Staying Active while Bedridden: 11 Simple Exercises for Patients

Being bedridden can be a frustrating and challenging experience, especially when it comes to staying active and maintaining physical fitness. However, there are several simple exercises that can be done while in bed to help improve strength, flexibility, and overall health. Here are 11 exercises that can be done while bedridden:

  1. Ankle Pumps: Ankle pumps can help to improve circulation and prevent blood clots from forming in the legs. To perform ankle pumps, simply point your toes down and then up, repeating the movement for several repetitions.
  2. Heel Slides: Heel slides can help to improve range of motion in the knee and ankle joints. To perform heel slides, sit up straight in bed and slide one heel towards your buttocks, then slide it back. Repeat the movement for several repetitions on both legs.
  3. Knee Bends: Knee bends can help to strengthen the muscles of the legs and improve range of motion in the hip joint. To perform knee bends, sit up straight in bed and bend one knee up towards your chest, then straighten it back out. Repeat the movement for several repetitions on both legs.
  4. Leg Lifts: Leg lifts can help to strengthen the muscles of the legs, hips, and lower back. To perform leg lifts, lie on your back and lift one leg up towards the ceiling, then lower it back down. Repeat the movement for several repetitions on both legs.

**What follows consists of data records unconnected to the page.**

//! downloads the published GTFS archive set and unpacks it into the
//! working directory, then mirrors the extracted tree into object storage
//! as a dated snapshot.

use std::fs;
use std::io::Cursor;
use std::path::{Path, PathBuf};
use std::sync::Arc;

use object_store::{path::Path as ObjectPath, ObjectStore, ObjectStoreExt, PutPayload};
use raildelay_core::clock::ServiceDay;

use crate::error::ScheduleError;

/// the archive directory the schedule loader reads from; a download run
/// only succeeds when this directory is present afterwards
pub const CANONICAL_ARCHIVE: &str = "gtfs-lines-last";

/// GTFS text tables the pipeline cannot run without
pub const REQUIRED_TABLES: [&str; 7] = [
    "agency.txt",
    "routes.txt",
    "trips.txt",
    "stops.txt",
    "stop_times.txt",
    "calendar.txt",
    "calendar_dates.txt",
];

/// column of the remote index CSV holding the archive urls
const INDEX_URL_COLUMN: &str = "file";

pub struct GtfsFetcher {
    index_url: String,
    data_dir: PathBuf,
    http: reqwest::blocking::Client,
}

impl GtfsFetcher {
    pub fn new(index_url: &str, data_dir: &Path) -> Result<GtfsFetcher, ScheduleError> {
        let http = reqwest::blocking::Client::builder()
            .build()
            .map_err(|e| ScheduleError::Fetch(format!("failure building http client: {e}")))?;
        Ok(GtfsFetcher {
            index_url: index_url.to_string(),
            data_dir: data_dir.to_path_buf(),
            http,
        })
    }

    /// downloads every archive listed by the index and extracts each one
    /// under a subdirectory named after its logical name. succeeds iff the
    /// canonical `gtfs-lines-last` directory exists afterwards.
    pub fn download_all(&self) -> Result<Vec<PathBuf>, ScheduleError> {
        log::info!("downloading GTFS index from {}", self.index_url);
        let index_body = self.get_text(&self.index_url)?;
        let urls = archive_urls(&index_body)?;
        log::info!("index lists {} archives", urls.len());

        let mut extracted = Vec::with_capacity(urls.len());
        for url in urls {
            match self.download_and_extract(&url) {
                Ok(dir) => extracted.push(dir),
                Err(e) => {
                    // one bad archive does not abort the refresh
                    log::error!("skipping archive {url}: {e}");
                }
            }
        }

        let canonical = self.data_dir.join(CANONICAL_ARCHIVE);
        if canonical.is_dir() {
            log::info!("the '{CANONICAL_ARCHIVE}' archive has been found");
            Ok(extracted)
        } else {
            Err(ScheduleError::CanonicalArchiveMissing(
                CANONICAL_ARCHIVE.to_string(),
            ))
        }
    }

    /// the directory the schedule loader should read from
    pub fn canonical_dir(&self) -> PathBuf {
        self.data_dir.join(CANONICAL_ARCHIVE)
    }

    fn download_and_extract(&self, url: &str) -> Result<PathBuf, ScheduleError> {
        log::info!("downloading {url}");
        let response = self
            .http
            .get(url)
            .send()
            .map_err(|e| ScheduleError::Fetch(format!("GET {url}: {e}")))?;
        if !response.status().is_success() {
            return Err(ScheduleError::Fetch(format!(
                "GET {url} returned status {}",
                response.status()
            )));
        }
        let disposition = response
            .headers()
            .get(reqwest::header::CONTENT_DISPOSITION)
            .and_then(|v| v.to_str().ok())
            .map(|v| v.to_string());
        let name = logical_name(disposition.as_deref(), url);
        let bytes = response
            .bytes()
            .map_err(|e| ScheduleError::Fetch(format!("reading body of {url}: {e}")))?;

        let target = self.data_dir.join(&name);
        extract_zip(&bytes, &target)?;
        log::info!("extracted '{name}' into {}", target.display());
        Ok(target)
    }

    fn get_text(&self, url: &str) -> Result<String, ScheduleError> {
        self.http
            .get(url)
            .send()
            .and_then(|r| r.error_for_status())
            .and_then(|r| r.text())
            .map_err(|e| ScheduleError::Fetch(format!("GET {url}: {e}")))
    }

    /// copies the extracted archive trees into the object store under a
    /// `yyyymmdd-gtfs/<archive-name>/` layout. returns the number of files
    /// mirrored.
    pub fn mirror_snapshot(
        &self,
        store: Arc<dyn ObjectStore>,
        day: &ServiceDay,
        archive_dirs: &[PathBuf],
    ) -> Result<usize, ScheduleError> {
        let prefix = format!("{day}-gtfs");
        let mut files = Vec::new();
        for dir in archive_dirs {
            files.extend(
                collect_files(dir)
                    .map_err(|e| ScheduleError::Snapshot(format!("walking extracted tree: {e}")))?,
            );
        }

        let runtime = tokio::runtime::Builder::new_current_thread()
            .enable_all()
            .build()
            .map_err(|e| ScheduleError::Snapshot(format!("failure creating tokio runtime: {e}")))?;

        let mut uploaded = 0;
        for file in files {
            let relative = file
                .strip_prefix(&self.data_dir)
                .map_err(|e| ScheduleError::Snapshot(e.to_string()))?;
            let key = format!("{prefix}/{}", relative.to_string_lossy().replace('\\', "/"));
            let bytes = fs::read(&file)
                .map_err(|e| ScheduleError::Snapshot(format!("reading {}: {e}", file.display())))?;
            runtime
                .block_on(store.put(&ObjectPath::from(key.clone()), PutPayload::from(bytes)))
                .map_err(|e| ScheduleError::Snapshot(format!("uploading {key}: {e}")))?;
            uploaded += 1;
        }
        log::info!("mirrored {uploaded} files under {prefix}/");
        Ok(uploaded)
    }
}

/// reads the `file` column of the remote index CSV
fn archive_urls(index_body: &str) -> Result<Vec<String>, ScheduleError> {
    let mut reader = csv::Reader::from_reader(index_body.as_bytes());
    let headers = reader
        .headers()
        .map_err(|e| ScheduleError::Fetch(format!("reading index header: {e}")))?;
    let column = headers
        .iter()
        .position(|h| h == INDEX_URL_COLUMN)
        .ok_or_else(|| {
            ScheduleError::Fetch(format!("index CSV has no '{INDEX_URL_COLUMN}' column"))
        })?;

    let mut urls = Vec::new();
    for record in reader.records() {
        let record = record.map_err(|e| ScheduleError::Fetch(format!("reading index row: {e}")))?;
        if let Some(url) = record.get(column) {
            if !url.is_empty() {
                urls.push(url.to_string());
            }
        }
    }
    Ok(urls)
}

/// the archive's logical name: the filename announced in the
/// Content-Disposition header, else the url stem, minus any `.zip` suffix
fn logical_name(content_disposition: Option<&str>, url: &str) -> String {
    let from_header = content_disposition.and_then(|value| {
        value.split(';').find_map(|part| {
            let part = part.trim();
            part.strip_prefix("filename=")
                .map(|name| name.trim_matches('"').to_string())
        })
    });
    let raw = from_header.unwrap_or_else(|| {
        url.rsplit('/')
            .find(|segment| !segment.is_empty())
            .unwrap_or("archive")
            .split('?')
            .next()
            .unwrap_or("archive")
            .to_string()
    });
    raw.strip_suffix(".zip").unwrap_or(&raw).to_string()
}

fn extract_zip(bytes: &[u8], target: &Path) -> Result<(), ScheduleError> {
    let mut archive = zip::ZipArchive::new(Cursor::new(bytes))
        .map_err(|e| ScheduleError::MalformedArchive(e.to_string()))?;
    fs::create_dir_all(target)
        .map_err(|e| ScheduleError::Fetch(format!("creating {}: {e}", target.display())))?;
    archive
        .extract(target)
        .map_err(|e| ScheduleError::MalformedArchive(e.to_string()))
}

fn collect_files(root: &Path) -> std::io::Result<Vec<PathBuf>> {
    let mut files = Vec::new();
    let mut stack = vec![root.to_path_buf()];
    while let Some(dir) = stack.pop() {
        for entry in fs::read_dir(&dir)? {
            let path = entry?.path();
            if path.is_dir() {
                stack.push(path);
            } else {
                files.push(path);
            }
        }
    }
    files.sort();
    Ok(files)
}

  5. Arm Curls: Arm curls can help to strengthen the muscles of the arms and shoulders. To perform arm curls, sit up straight in bed and hold a light weight in each hand. Slowly bend your elbows and bring your hands up towards your shoulders, then lower them back down. Repeat the movement for several repetitions.
  6. Shoulder Rolls: Shoulder rolls can help to improve range of motion in the shoulder joint and prevent stiffness. To perform shoulder rolls, sit up straight in bed and lift both shoulders up towards your ears, then roll them backwards and down. Repeat the movement for several repetitions.
  7. Back Extension: Back extension can help to strengthen the muscles of the back and improve posture. To perform a back extension, lie on your stomach and lift your chest off the bed using your back muscles. Hold for a few seconds and then lower back down. Repeat the movement for several repetitions.